### INPUT FOR THIS TASK

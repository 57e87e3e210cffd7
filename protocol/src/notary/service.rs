//! A uniqueness notary on sled.
//!
//! All claim bookkeeping lives in one tree so every commit is a single
//! atomic batch:
//!
//! | Prefix | Key                      | Value                         |
//! |--------|--------------------------|-------------------------------|
//! | `0x01` | consumed `StateRef`      | committing tx id              |
//! | `0x02` | active account id        | committing tx id              |
//! | `0x10` | tx id                    | `bincode(Vec<UniquenessKey>)` |
//! | `0x11` | tx id                    | `committed_at` (8B LE)        |
//! | `0x12` | tx id                    | `bincode(Vec<TransitionRecord>)` |
//!
//! `0x01`/`0x02` keys come from [`UniquenessKey::to_key_bytes`]. The `0x10`
//! entries remember which claims a transaction took, so consuming one of its
//! outputs can release them. The `0x12` entries hold the outputs themselves:
//! an input is only accepted if it names a committed transaction and carries
//! exactly the record that transaction created.

use async_trait::async_trait;
use chrono::Utc;
use parking_lot::Mutex;
use sled::{Batch, Tree};
use std::path::Path;
use tracing::{debug, info, warn};

use super::{NotarisationRequest, NotaryError, OrderingService};
use crate::crypto::keys::ConcordKeypair;
use crate::identity::NodeName;
use crate::storage::DbError;
use crate::transaction::{NotaryReceipt, NotaryRef, ResolvedInput, TransitionRecord, UniquenessKey};

const TX_CLAIMS_PREFIX: u8 = 0x10;
const COMMITTED_PREFIX: u8 = 0x11;
const OUTPUTS_PREFIX: u8 = 0x12;

pub struct UniquenessNotary {
    identity: NotaryRef,
    keypair: ConcordKeypair,
    claims: Tree,
    /// Serialises check-then-write. sled batches are atomic but the checks
    /// before them are reads.
    commit_lock: Mutex<()>,
}

impl UniquenessNotary {
    pub fn open<P: AsRef<Path>>(name: NodeName, keypair: ConcordKeypair, path: P) -> Result<Self, DbError> {
        let db = sled::open(path)?;
        Self::from_db(name, keypair, db)
    }

    pub fn open_temporary(name: NodeName, keypair: ConcordKeypair) -> Result<Self, DbError> {
        let db = sled::Config::new().temporary(true).open()?;
        Self::from_db(name, keypair, db)
    }

    fn from_db(name: NodeName, keypair: ConcordKeypair, db: sled::Db) -> Result<Self, DbError> {
        let claims = db.open_tree("notary_claims")?;
        Ok(Self {
            identity: NotaryRef {
                name,
                key: keypair.public_key(),
            },
            keypair,
            claims,
            commit_lock: Mutex::new(()),
        })
    }

    fn prefixed(prefix: u8, tx_id: &str) -> Vec<u8> {
        let mut key = Vec::with_capacity(1 + tx_id.len());
        key.push(prefix);
        key.extend_from_slice(tx_id.as_bytes());
        key
    }

    /// The transaction currently holding `key`, if any.
    pub fn holder_of(&self, key: &UniquenessKey) -> Result<Option<String>, DbError> {
        Ok(self
            .claims
            .get(key.to_key_bytes())?
            .map(|v| String::from_utf8_lossy(&v).into_owned()))
    }

    fn claims_of(&self, tx_id: &str) -> Result<Vec<UniquenessKey>, DbError> {
        match self.claims.get(Self::prefixed(TX_CLAIMS_PREFIX, tx_id))? {
            Some(bytes) => {
                bincode::deserialize(&bytes).map_err(|e| DbError::Serialization(e.to_string()))
            }
            None => Ok(Vec::new()),
        }
    }

    fn committed_at(&self, tx_id: &str) -> Result<Option<i64>, DbError> {
        Ok(self
            .claims
            .get(Self::prefixed(COMMITTED_PREFIX, tx_id))?
            .and_then(|v| <[u8; 8]>::try_from(v.as_ref()).ok())
            .map(i64::from_le_bytes))
    }

    fn outputs_of(&self, tx_id: &str) -> Result<Vec<TransitionRecord>, DbError> {
        match self.claims.get(Self::prefixed(OUTPUTS_PREFIX, tx_id))? {
            Some(bytes) => {
                bincode::deserialize(&bytes).map_err(|e| DbError::Serialization(e.to_string()))
            }
            None => Ok(Vec::new()),
        }
    }

    /// An input must point at a committed output and carry that output
    /// unchanged.
    fn check_input(&self, input: &ResolvedInput) -> Result<(), NotaryError> {
        let state_ref = &input.state_ref;
        if self.committed_at(&state_ref.tx_id)?.is_none() {
            return Err(NotaryError::Malformed(format!(
                "input {state_ref} names a transaction this notary never committed"
            )));
        }
        let outputs = self.outputs_of(&state_ref.tx_id)?;
        if outputs.get(state_ref.index as usize) != Some(&input.record) {
            return Err(NotaryError::Malformed(format!(
                "input {state_ref} does not match the committed output"
            )));
        }
        Ok(())
    }

    /// Number of transactions committed so far.
    pub fn committed_count(&self) -> usize {
        self.claims.scan_prefix([COMMITTED_PREFIX]).count()
    }

    fn check_request(&self, request: &NotarisationRequest) -> Result<(), NotaryError> {
        let signed = &request.transaction;
        let proposal = &signed.proposal;

        if proposal.notary != self.identity {
            return Err(NotaryError::WrongNotary {
                requested: proposal.notary.name.to_string(),
                actual: self.identity.name.to_string(),
            });
        }
        if proposal.compute_id() != proposal.id {
            return Err(NotaryError::Malformed("transaction id does not match contents".into()));
        }

        let missing = signed.missing_signers();
        if !missing.is_empty() {
            return Err(NotaryError::IncompleteSignatures(missing.len()));
        }
        signed.signatures.verify_all(proposal)?;

        if !signed.attestation.is_valid_for(&proposal.id) {
            return Err(NotaryError::Malformed("origin attestation does not verify".into()));
        }
        Ok(())
    }

    /// Check and commit. Runs entirely under the commit lock; the caller
    /// flushes once the lock is released.
    fn commit_sync(&self, request: &NotarisationRequest) -> Result<NotaryReceipt, NotaryError> {
        let proposal = &request.transaction.proposal;
        let tx_id = proposal.id.as_str();

        let _guard = self.commit_lock.lock();

        // Re-notarising the same transaction returns the original receipt.
        if let Some(committed_at) = self.committed_at(tx_id)? {
            debug!(tx_id, "transaction already notarised");
            return Ok(NotaryReceipt::issue(tx_id, self.identity.clone(), committed_at, &self.keypair));
        }

        let mut released: Vec<UniquenessKey> = Vec::new();
        for input in &proposal.inputs {
            self.check_input(input)?;
            let key = UniquenessKey::State(input.state_ref.clone());
            if let Some(holder) = self.holder_of(&key)? {
                return Err(NotaryError::Conflict {
                    key: key.to_string(),
                    conflicting_tx: holder,
                });
            }
            for claim in self.claims_of(&input.state_ref.tx_id)? {
                if matches!(claim, UniquenessKey::ActiveAccount(_))
                    && self.holder_of(&claim)?.as_deref() == Some(input.state_ref.tx_id.as_str())
                {
                    released.push(claim);
                }
            }
        }

        for claim in &proposal.claims {
            if released.contains(claim) {
                continue;
            }
            if let Some(holder) = self.holder_of(claim)? {
                if holder != tx_id {
                    return Err(NotaryError::Conflict {
                        key: claim.to_string(),
                        conflicting_tx: holder,
                    });
                }
            }
        }

        let committed_at = Utc::now().timestamp_millis();
        let claim_list =
            bincode::serialize(&proposal.claims).map_err(|e| DbError::Serialization(e.to_string()))?;
        let output_list =
            bincode::serialize(&proposal.outputs).map_err(|e| DbError::Serialization(e.to_string()))?;

        let mut batch = Batch::default();
        for claim in &released {
            batch.remove(claim.to_key_bytes());
        }
        for key in proposal.uniqueness_keys() {
            batch.insert(key.to_key_bytes(), tx_id.as_bytes());
        }
        batch.insert(Self::prefixed(TX_CLAIMS_PREFIX, tx_id), claim_list);
        batch.insert(Self::prefixed(OUTPUTS_PREFIX, tx_id), output_list);
        batch.insert(
            Self::prefixed(COMMITTED_PREFIX, tx_id),
            committed_at.to_le_bytes().to_vec(),
        );
        self.claims.apply_batch(batch).map_err(DbError::from)?;

        info!(
            tx_id,
            requested_by = %request.requested_by,
            inputs = proposal.inputs.len(),
            claims = proposal.claims.len(),
            released = released.len(),
            "transaction notarised"
        );

        Ok(NotaryReceipt::issue(tx_id, self.identity.clone(), committed_at, &self.keypair))
    }
}

#[async_trait]
impl OrderingService for UniquenessNotary {
    fn identity(&self) -> NotaryRef {
        self.identity.clone()
    }

    async fn commit(&self, request: NotarisationRequest) -> Result<NotaryReceipt, NotaryError> {
        if let Err(e) = self.check_request(&request) {
            warn!(tx_id = %request.transaction.id(), error = %e, "notarisation refused");
            return Err(e);
        }
        let receipt = match self.commit_sync(&request) {
            Ok(receipt) => receipt,
            Err(e) => {
                match &e {
                    NotaryError::Conflict { key, conflicting_tx } => warn!(
                        tx_id = %request.transaction.id(),
                        %key,
                        %conflicting_tx,
                        "uniqueness conflict"
                    ),
                    other => warn!(tx_id = %request.transaction.id(), error = %other, "notarisation refused"),
                }
                return Err(e);
            }
        };
        self.claims.flush_async().await.map_err(DbError::from)?;
        Ok(receipt)
    }
}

######

▶ **ABOUT THIS EXERCISE**: Copy the records above exactly, from the first line through the line containing "consuming one of its", and include nothing else.

▶ **RESPONSE TO THE EXERCISE**:
repository 57e87e3e210cffd7
filename protocol/src/notary/service.rs
//! A uniqueness notary on sled.
//!
//! All claim bookkeeping lives in one tree so every commit is a single
//! atomic batch:
//!
//! | Prefix | Key                      | Value                         |
//! |--------|--------------------------|-------------------------------|
//! | `0x01` | consumed `StateRef`      | committing tx id              |
//! | `0x02` | active account id        | committing tx id              |
//! | `0x10` | tx id                    | `bincode(Vec<UniquenessKey>)` |
//! | `0x11` | tx id                    | `committed_at` (8B LE)        |
//! | `0x12` | tx id                    | `bincode(Vec<TransitionRecord>)` |
//!
//! `0x01`/`0x02` keys come from [`UniquenessKey::to_key_bytes`]. The `0x10`
//! entries remember which claims a transaction took, so consuming one of its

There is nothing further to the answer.